Authors: CHOUDHARY, SHANTI - Guru Angad Dev Veterinary & Animal Sciences University; Li, Wenli; Bickhart, Derek; RAMNEEK, VERM - Guru Angad Dev Veterinary & Animal Sciences University; SETHI, R - Guru Angad Dev Veterinary & Animal Sciences University; MUKHOPADHYAY, C - Guru Angad Dev Veterinary & Animal Sciences University; CHOUDHARY, RATAN - Guru Angad Dev Veterinary & Animal Sciences University

Submitted to: Journal of Animal Science and Technology
Publication Type: Peer Reviewed Journal
Publication Acceptance Date: 7/9/2018
Publication Date: 7/13/2018
Citation: Choudhary, S., Li, W., Bickhart, D.M., Ramneek, V., Sethi, R.S., Mukhopadhyay, C.S., Choudhary, R.K. 2018. Examination of the xanthosine response on gene expression of mammary epithelial cells using RNA-seq technology. Journal of Animal Science and Technology. 60. Article 18. https://doi.org/10.1186/s40781-018-0177-5.

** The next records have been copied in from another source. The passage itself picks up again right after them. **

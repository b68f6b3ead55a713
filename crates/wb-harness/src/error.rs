use std::fmt;

use wb_runtime::{ConsistencyError, RuntimeError};

/// Alias for `Result<T, HarnessError>`.
pub type HarnessResult<T> = Result<T, HarnessError>;

/// Errors raised by the harness itself.
#[derive(Debug, thiserror::Error)]
pub enum HarnessError {
    /// `create_world` was called while a world is still active.
    #[error("a world is already active; destroy it before creating another")]
    WorldAlreadyActive,

    /// An operation that needs an active world found none.
    #[error("no world is active")]
    NoActiveWorld,

    /// A failure reported by the runtime.
    #[error(transparent)]
    Runtime(#[from] RuntimeError),

    /// The world failed consistency validation.
    #[error("world failed consistency validation: {0}")]
    Consistency(#[from] ConsistencyError),
}

/// Aggregate of every failure collected during best-effort teardown.
///
/// Teardown keeps going past individual failures so the global state
/// restores always run; whatever failed along the way is carried here
/// with the originating conditions intact.
#[derive(Debug)]
pub struct TeardownError {
    failures: Vec<HarnessError>,
}

impl TeardownError {
    pub(crate) fn new(failures: Vec<HarnessError>) -> Self {
        Self { failures }
    }

    /// The collected failures, in the order teardown hit them.
    pub fn failures(&self) -> &[HarnessError] {
        &self.failures
    }
}

impl fmt::Display for TeardownError {
    fn fmt(&self, f: &mut fmt::Formatter<'_>) -> fmt::Result {
        write!(f, "teardown completed with {} failure(s):", self.failures.len())?;
        for failure in &self.failures {
            write!(f, " [{failure}]")?;
        }
        Ok(())
    }
}

impl std::error::Error for TeardownError {}
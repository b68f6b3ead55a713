use wb_runtime::{PhaseLoop, RuntimeGlobals};

/// Saves the process-wide scheduling-phase configuration and installs a
/// neutral one, so no system runs implicitly outside the harness's
/// explicit update calls.
///
/// `restore` consumes the guard: each save is restored exactly once,
/// and forgetting the pairing shows up as an unused-value warning
/// rather than silent leakage.
#[derive(Debug)]
pub struct ExecutionContextGuard {
    saved: PhaseLoop,
}

impl ExecutionContextGuard {
    /// Capture the current frame loop and install the empty one.
    #[must_use = "the captured configuration must be restored"]
    pub fn save(globals: &RuntimeGlobals) -> Self {
        let saved = globals.phase_loop();
        globals.set_phase_loop(PhaseLoop::empty());
        Self { saved }
    }

    /// Reinstall exactly the captured configuration.
    pub fn restore(self, globals: &RuntimeGlobals) {
        globals.set_phase_loop(self.saved);
    }
}

/// Forces strict concurrent-access checking on for the duration of a
/// test, and puts the ambient value back afterward.
///
/// Subtle data races in parallel update paths only surface under strict
/// checking, so every test runs with it enabled regardless of the
/// ambient default. Restoration must not depend on the test having
/// passed; the lifecycle manager restores during teardown on every exit
/// path.
#[derive(Debug)]
pub struct AccessCheckToggle {
    was_enabled: bool,
}

impl AccessCheckToggle {
    /// Record the current flag value and force it on.
    #[must_use = "the recorded flag value must be restored"]
    pub fn enable(globals: &RuntimeGlobals) -> Self {
        let was_enabled = globals.set_access_checks(true);
        Self { was_enabled }
    }

    /// Write back the recorded original value.
    pub fn restore(self, globals: &RuntimeGlobals) {
        globals.set_access_checks(self.was_enabled);
    }
}
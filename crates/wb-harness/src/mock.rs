//! Mock components and systems for exercising the harness.
//!
//! The components form a size ladder from a 4-byte scalar up to a
//! 128-byte payload, plus zero-sized tags, so batch creation and
//! measurement tests can vary per-entity cost without inventing
//! domain types.

use std::any::Any;
use std::cell::Cell;
use std::sync::Arc;
use std::sync::atomic::{AtomicUsize, Ordering};

use wb_runtime::{Component, RuntimeError, RuntimeResult, System, SystemContext};

/// A single 32-bit integer.
#[derive(Debug, Clone, Copy, Default, PartialEq, Eq)]
pub struct IntComponent {
    /// The payload value.
    pub value: i32,
}
impl Component for IntComponent {}

/// A single 32-bit float.
#[derive(Debug, Clone, Copy, Default, PartialEq)]
pub struct FloatComponent {
    /// The payload value.
    pub value: f32,
}
impl Component for FloatComponent {}

/// Four floats (16 bytes).
#[derive(Debug, Clone, Copy, Default, PartialEq)]
pub struct Vec4Component {
    /// The payload values.
    pub values: [f32; 4],
}
impl Component for Vec4Component {}

/// A 4×4 float matrix (64 bytes).
#[derive(Debug, Clone, Copy, Default, PartialEq)]
pub struct Mat4Component {
    /// The payload values, row-major.
    pub values: [[f32; 4]; 4],
}
impl Component for Mat4Component {}

/// A 128-byte opaque payload, the largest rung of the size ladder.
#[derive(Debug, Clone, Copy, PartialEq, Eq)]
pub struct WideComponent {
    /// The payload bytes.
    pub data: [u8; 128],
}
impl Default for WideComponent {
    fn default() -> Self {
        Self { data: [0; 128] }
    }
}
impl Component for WideComponent {}

/// Zero-sized tag component A.
#[derive(Debug, Clone, Copy, Default, PartialEq, Eq)]
pub struct TagAComponent;
impl Component for TagAComponent {}

/// Zero-sized tag component B.
#[derive(Debug, Clone, Copy, Default, PartialEq, Eq)]
pub struct TagBComponent;
impl Component for TagBComponent {}

/// Zero-sized tag component C.
#[derive(Debug, Clone, Copy, Default, PartialEq, Eq)]
pub struct TagCComponent;
impl Component for TagCComponent {}

thread_local! {
    // Survives the system instance so destruction is observable after
    // teardown. Thread-local because the test runner gives each test
    // its own thread; reset on create like the counters themselves.
    static DESTROYED_TALLY: Cell<u32> = const { Cell::new(0) };
}

/// Counts every lifecycle hook invocation.
///
/// Inspect the live counters through downcast access
/// (`world.system::<CountingSystem>()`); the destroyed tally outlives
/// the instance and is read with [`CountingSystem::destroyed_tally`].
#[derive(Debug, Default)]
pub struct CountingSystem {
    /// `on_create` invocations (always 0 or 1 for one instance).
    pub created: u32,
    /// `on_start_running` invocations.
    pub started: u32,
    /// `on_update` invocations.
    pub updated: u32,
    /// `on_stop_running` invocations.
    pub stopped: u32,
}

impl CountingSystem {
    /// Destructions recorded on this thread since the last
    /// `CountingSystem` was created.
    pub fn destroyed_tally() -> u32 {
        DESTROYED_TALLY.with(Cell::get)
    }
}

impl System for CountingSystem {
    fn on_create(&mut self, _ctx: &mut SystemContext<'_>) -> RuntimeResult<()> {
        DESTROYED_TALLY.with(|t| t.set(0));
        self.created += 1;
        Ok(())
    }
    fn on_start_running(&mut self, _ctx: &mut SystemContext<'_>) -> RuntimeResult<()> {
        self.started += 1;
        Ok(())
    }
    fn on_update(&mut self, _ctx: &mut SystemContext<'_>) -> RuntimeResult<()> {
        self.updated += 1;
        Ok(())
    }
    fn on_stop_running(&mut self, _ctx: &mut SystemContext<'_>) -> RuntimeResult<()> {
        self.stopped += 1;
        Ok(())
    }
    fn on_destroy(&mut self, _ctx: &mut SystemContext<'_>) -> RuntimeResult<()> {
        DESTROYED_TALLY.with(|t| t.set(t.get() + 1));
        Ok(())
    }
    fn as_any(&self) -> &dyn Any {
        self
    }
    fn as_any_mut(&mut self) -> &mut dyn Any {
        self
    }
}

/// Spawns tracked background tasks on every update.
///
/// Each task bumps a shared counter, so a drain barrier can be verified
/// by comparing [`TaskSpawnSystem::completed`] against
/// `updates × tasks_per_update`.
#[derive(Debug)]
pub struct TaskSpawnSystem {
    /// Tasks to spawn per update step.
    pub tasks_per_update: usize,
    completed: Arc<AtomicUsize>,
}

impl Default for TaskSpawnSystem {
    fn default() -> Self {
        Self {
            tasks_per_update: 2,
            completed: Arc::new(AtomicUsize::new(0)),
        }
    }
}

impl TaskSpawnSystem {
    /// Number of spawned tasks that have finished running.
    pub fn completed(&self) -> usize {
        self.completed.load(Ordering::SeqCst)
    }
}

impl System for TaskSpawnSystem {
    fn on_update(&mut self, ctx: &mut SystemContext<'_>) -> RuntimeResult<()> {
        for _ in 0..self.tasks_per_update {
            let completed = Arc::clone(&self.completed);
            ctx.world.spawn_task(move || {
                completed.fetch_add(1, Ordering::SeqCst);
            });
        }
        Ok(())
    }
    fn as_any(&self) -> &dyn Any {
        self
    }
    fn as_any_mut(&mut self) -> &mut dyn Any {
        self
    }
}

/// Fails its `on_destroy` hook, for teardown-aggregation tests.
#[derive(Debug, Default)]
pub struct FaultyTeardownSystem;

impl System for FaultyTeardownSystem {
    fn on_update(&mut self, _ctx: &mut SystemContext<'_>) -> RuntimeResult<()> {
        Ok(())
    }
    fn on_destroy(&mut self, _ctx: &mut SystemContext<'_>) -> RuntimeResult<()> {
        Err(RuntimeError::System("deliberate teardown failure".into()))
    }
    fn as_any(&self) -> &dyn Any {
        self
    }
    fn as_any_mut(&mut self) -> &mut dyn Any {
        self
    }
}

#[cfg(test)]
mod tests {
    use wb_runtime::{ComponentDescriptor, RuntimeGlobals, SystemDescriptor, World};

    use super::*;

    #[test]
    fn component_sizes_form_the_expected_ladder() {
        assert_eq!(ComponentDescriptor::of::<IntComponent>().size(), 4);
        assert_eq!(ComponentDescriptor::of::<Vec4Component>().size(), 16);
        assert_eq!(ComponentDescriptor::of::<Mat4Component>().size(), 64);
        assert_eq!(ComponentDescriptor::of::<WideComponent>().size(), 128);
        assert_eq!(ComponentDescriptor::of::<TagAComponent>().size(), 0);
    }

    #[test]
    fn counting_system_tracks_hooks() {
        let mut world = World::new("mock", &RuntimeGlobals::new());
        let id = world
            .get_or_create_system(SystemDescriptor::of::<CountingSystem>())
            .unwrap();
        world.run_system(id).unwrap();
        world.run_system(id).unwrap();
        let counting = world.system::<CountingSystem>().unwrap();
        assert_eq!(counting.created, 1);
        assert_eq!(counting.started, 1);
        assert_eq!(counting.updated, 2);
        assert_eq!(counting.stopped, 0);

        world.destroy_system(id).unwrap();
        assert_eq!(CountingSystem::destroyed_tally(), 1);
    }

    #[test]
    fn task_spawn_system_work_is_visible_after_drain() {
        let mut world = World::new("mock", &RuntimeGlobals::new());
        let id = world
            .get_or_create_system(SystemDescriptor::of::<TaskSpawnSystem>())
            .unwrap();
        world.run_system(id).unwrap();
        world.complete_all_tasks();
        assert_eq!(world.system::<TaskSpawnSystem>().unwrap().completed(), 2);
    }
}
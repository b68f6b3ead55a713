//! Consistency validation of a world about to be disposed.

use wb_runtime::World;

use crate::error::HarnessResult;

/// Verify no concurrent work issued by the world remains outstanding,
/// no orphaned storage bookkeeping exists, and acquire/release counts
/// are balanced.
///
/// Runs once per teardown, before disposal. A failure here means the
/// code under test leaked resources or broke a scheduling contract; it
/// propagates as an error and is never downgraded to a log line.
pub fn check_internal_consistency(world: &World) -> HarnessResult<()> {
    world.debug().check_internal_consistency()?;
    Ok(())
}

#[cfg(test)]
mod tests {
    use std::time::Duration;

    use wb_runtime::{ConsistencyError, RuntimeGlobals};

    use crate::error::HarnessError;

    use super::*;

    #[test]
    fn settled_world_passes() {
        let world = World::new("validate", &RuntimeGlobals::new());
        check_internal_consistency(&world).unwrap();
    }

    #[test]
    fn unresolved_task_handle_is_rejected() {
        let mut world = World::new("validate", &RuntimeGlobals::new());
        world.spawn_task(|| std::thread::sleep(Duration::from_millis(200)));
        let err = check_internal_consistency(&world);
        assert!(matches!(
            err,
            Err(HarnessError::Consistency(
                ConsistencyError::OutstandingTasks(1)
            ))
        ));
        world.complete_all_tasks();
    }
}
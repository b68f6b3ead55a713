//! Timing of world update steps.
//!
//! One sample is `iterations` repetitions of {update the world; drain
//! its concurrent work}. Assertions made after a sample therefore always
//! see a fully-settled world. The harness reports the raw per-sample
//! distribution and judges nothing; pass/fail thresholds belong to the
//! caller or an external reporting sink.

use std::time::{Duration, Instant};

use wb_runtime::World;

use crate::error::HarnessResult;

/// Fixed number of discarded step+drain cycles before sampling.
pub const WARMUP_CYCLES: u32 = 2;

const MIN_ADAPTIVE_SAMPLES: usize = 4;
const MAX_ADAPTIVE_SAMPLES: usize = 32;
const STABLE_RELATIVE_DEVIATION: f64 = 0.05;

/// How many samples a measurement records.
#[derive(Debug, Clone, Copy, PartialEq, Eq)]
pub enum SampleCount {
    /// Keep sampling until the distribution stabilizes (bounded to
    /// 4..=32 samples).
    Adaptive,
    /// Record exactly this many samples.
    Fixed(usize),
}

/// Configuration for one measurement run.
#[derive(Debug, Clone, Copy, PartialEq, Eq)]
pub struct MeasureConfig {
    iterations: u32,
    samples: SampleCount,
}

impl Default for MeasureConfig {
    fn default() -> Self {
        Self {
            iterations: 1,
            samples: SampleCount::Adaptive,
        }
    }
}

impl MeasureConfig {
    /// Set how many step+drain cycles one sample batches. Values below
    /// 1 are treated as 1. With more than one iteration per sample,
    /// pair the config with an explicit sample count so the run length
    /// stays under the caller's control.
    pub fn with_iterations(mut self, iterations: u32) -> Self {
        self.iterations = iterations.max(1);
        self
    }

    /// Record exactly `count` samples (at least 1).
    pub fn with_sample_count(mut self, count: usize) -> Self {
        self.samples = SampleCount::Fixed(count.max(1));
        self
    }

    /// Step+drain cycles per sample.
    pub fn iterations(&self) -> u32 {
        self.iterations
    }

    /// The configured sampling mode.
    pub fn samples(&self) -> SampleCount {
        self.samples
    }
}

/// The per-sample duration distribution of one measurement run.
#[derive(Debug, Clone)]
pub struct StepTimings {
    samples: Vec<Duration>,
}

impl StepTimings {
    /// The recorded per-sample durations, in collection order.
    pub fn samples(&self) -> &[Duration] {
        &self.samples
    }

    /// Number of recorded samples.
    pub fn sample_count(&self) -> usize {
        self.samples.len()
    }

    /// The fastest sample, or zero when nothing was recorded.
    pub fn min(&self) -> Duration {
        self.samples.iter().min().copied().unwrap_or(Duration::ZERO)
    }

    /// The slowest sample, or zero when nothing was recorded.
    pub fn max(&self) -> Duration {
        self.samples.iter().max().copied().unwrap_or(Duration::ZERO)
    }

    /// Sum of all samples.
    pub fn total(&self) -> Duration {
        self.samples.iter().sum()
    }

    /// Arithmetic mean of the samples, or zero when nothing was
    /// recorded.
    pub fn mean(&self) -> Duration {
        if self.samples.is_empty() {
            return Duration::ZERO;
        }
        self.total() / self.samples.len() as u32
    }

    /// Median of the samples (midpoint average for even counts), or
    /// zero when nothing was recorded.
    pub fn median(&self) -> Duration {
        if self.samples.is_empty() {
            return Duration::ZERO;
        }
        let mut sorted = self.samples.clone();
        sorted.sort_unstable();
        let mid = sorted.len() / 2;
        if sorted.len() % 2 == 0 {
            (sorted[mid - 1] + sorted[mid]) / 2
        } else {
            sorted[mid]
        }
    }

    /// Population standard deviation of the samples.
    pub fn std_dev(&self) -> Duration {
        Duration::from_secs_f64(std_dev_secs(&self.samples))
    }
}

fn std_dev_secs(samples: &[Duration]) -> f64 {
    if samples.len() < 2 {
        return 0.0;
    }
    let n = samples.len() as f64;
    let mean = samples.iter().map(Duration::as_secs_f64).sum::<f64>() / n;
    let variance = samples
        .iter()
        .map(|s| (s.as_secs_f64() - mean).powi(2))
        .sum::<f64>()
        / n;
    variance.sqrt()
}

fn is_stable(samples: &[Duration]) -> bool {
    let n = samples.len() as f64;
    let mean = samples.iter().map(Duration::as_secs_f64).sum::<f64>() / n;
    if mean <= 0.0 {
        return true;
    }
    std_dev_secs(samples) / mean < STABLE_RELATIVE_DEVIATION
}

/// Repeatedly execute one world update step and record per-sample
/// timing.
///
/// Runs [`WARMUP_CYCLES`] discarded step+drain cycles, then samples per
/// the config: with the default single iteration the sample count is
/// chosen adaptively until the measurement is stable; with batched
/// iterations the caller controls the count explicitly.
pub fn measure_world_update(
    world: &mut World,
    config: &MeasureConfig,
) -> HarnessResult<StepTimings> {
    for _ in 0..WARMUP_CYCLES {
        step_and_drain(world)?;
    }

    let mut samples = Vec::new();
    match config.samples() {
        SampleCount::Fixed(count) => {
            for _ in 0..count {
                samples.push(record_sample(world, config.iterations())?);
            }
        }
        SampleCount::Adaptive => loop {
            samples.push(record_sample(world, config.iterations())?);
            if samples.len() >= MAX_ADAPTIVE_SAMPLES {
                break;
            }
            if samples.len() >= MIN_ADAPTIVE_SAMPLES && is_stable(&samples) {
                break;
            }
        },
    }
    Ok(StepTimings { samples })
}

fn record_sample(world: &mut World, iterations: u32) -> HarnessResult<Duration> {
    let start = Instant::now();
    for _ in 0..iterations {
        step_and_drain(world)?;
    }
    Ok(start.elapsed())
}

fn step_and_drain(world: &mut World) -> HarnessResult<()> {
    world.update()?;
    world.complete_all_tasks();
    Ok(())
}

#[cfg(test)]
mod tests {
    use super::*;

    fn timings(millis: &[u64]) -> StepTimings {
        StepTimings {
            samples: millis.iter().map(|&m| Duration::from_millis(m)).collect(),
        }
    }

    #[test]
    fn config_defaults_to_one_adaptive_iteration() {
        let config = MeasureConfig::default();
        assert_eq!(config.iterations(), 1);
        assert_eq!(config.samples(), SampleCount::Adaptive);
    }

    #[test]
    fn config_clamps_zero_values() {
        let config = MeasureConfig::default().with_iterations(0).with_sample_count(0);
        assert_eq!(config.iterations(), 1);
        assert_eq!(config.samples(), SampleCount::Fixed(1));
    }

    #[test]
    fn stats_over_a_known_distribution() {
        let t = timings(&[10, 20, 30, 40]);
        assert_eq!(t.sample_count(), 4);
        assert_eq!(t.min(), Duration::from_millis(10));
        assert_eq!(t.max(), Duration::from_millis(40));
        assert_eq!(t.mean(), Duration::from_millis(25));
        assert_eq!(t.median(), Duration::from_millis(25));
        assert_eq!(t.total(), Duration::from_millis(100));
    }

    #[test]
    fn median_of_odd_count_is_the_middle_sample() {
        assert_eq!(timings(&[30, 10, 20]).median(), Duration::from_millis(20));
    }

    #[test]
    fn empty_timings_report_zero() {
        let t = timings(&[]);
        assert_eq!(t.mean(), Duration::ZERO);
        assert_eq!(t.median(), Duration::ZERO);
        assert_eq!(t.std_dev(), Duration::ZERO);
    }

    #[test]
    fn identical_samples_are_stable() {
        assert!(is_stable(&[Duration::from_millis(10); 4]));
    }

    #[test]
    fn widely_spread_samples_are_not_stable() {
        assert!(!is_stable(&[
            Duration::from_millis(1),
            Duration::from_millis(100),
            Duration::from_millis(1),
            Duration::from_millis(100),
        ]));
    }
}
use std::fmt;
use std::sync::Arc;
use std::sync::atomic::{AtomicUsize, Ordering};

use crate::component::Archetype;
use crate::world::WorldId;

/// One deferred structural change.
#[derive(Debug, Clone)]
pub(crate) enum Command {
    CreateEntity(Archetype),
}

/// Keeps the owning world's live-buffer count honest: incremented when a
/// buffer is acquired, decremented when it is dropped, on every exit
/// path.
struct LiveGuard {
    live: Arc<AtomicUsize>,
}

impl Drop for LiveGuard {
    fn drop(&mut self) {
        self.live.fetch_sub(1, Ordering::SeqCst);
    }
}

/// An ordered queue of pending structural changes, played back against
/// the world it was acquired from as one atomic batch.
///
/// Acquire with [`crate::World::begin_batch`], fill, then hand to
/// [`crate::World::play_back`]. Dropping the buffer releases it; a
/// buffer that is still alive at consistency-check time is reported as
/// a leak.
pub struct CommandBuffer {
    world: WorldId,
    commands: Vec<Command>,
    _live: LiveGuard,
}

impl CommandBuffer {
    pub(crate) fn new(world: WorldId, live: Arc<AtomicUsize>) -> Self {
        live.fetch_add(1, Ordering::SeqCst);
        Self {
            world,
            commands: Vec::new(),
            _live: LiveGuard { live },
        }
    }

    /// Queue the creation of one entity with the archetype's component
    /// set. Nothing happens until playback.
    pub fn create_entity(&mut self, archetype: &Archetype) {
        self.commands.push(Command::CreateEntity(archetype.clone()));
    }

    /// Number of queued changes.
    pub fn len(&self) -> usize {
        self.commands.len()
    }

    /// True when nothing is queued.
    pub fn is_empty(&self) -> bool {
        self.commands.is_empty()
    }

    pub(crate) fn world(&self) -> WorldId {
        self.world
    }

    pub(crate) fn drain(&mut self) -> Vec<Command> {
        std::mem::take(&mut self.commands)
    }
}

impl fmt::Debug for CommandBuffer {
    fn fmt(&self, f: &mut fmt::Formatter<'_>) -> fmt::Result {
        f.debug_struct("CommandBuffer")
            .field("world", &self.world)
            .field("queued", &self.commands.len())
            .finish()
    }
}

DOI: https://doi.org/10.1186/s40781-018-0177-5

Interpretive Summary: Xanthosine treatment was previously reported to increase mammary stem cell population and milk production in both cattle and goats. However, the underlying molecular mechanisms behind this increase in production remain unclear. Using RNA-sequencing technology, we set out to study the genome-wide transcriptome changes in goat mammary glands using milk fat globules upon xanthosine treatment. This study provides valuable insights regarding whole-transcriptome changes in milk-producing cells in response to xanthosine treatment in goats. Further functional follow-up on differentially expressed genes is highly likely to help delineate probable molecular mechanisms of enhanced cell proliferation in goat milk-producing cells through administration of xanthosine.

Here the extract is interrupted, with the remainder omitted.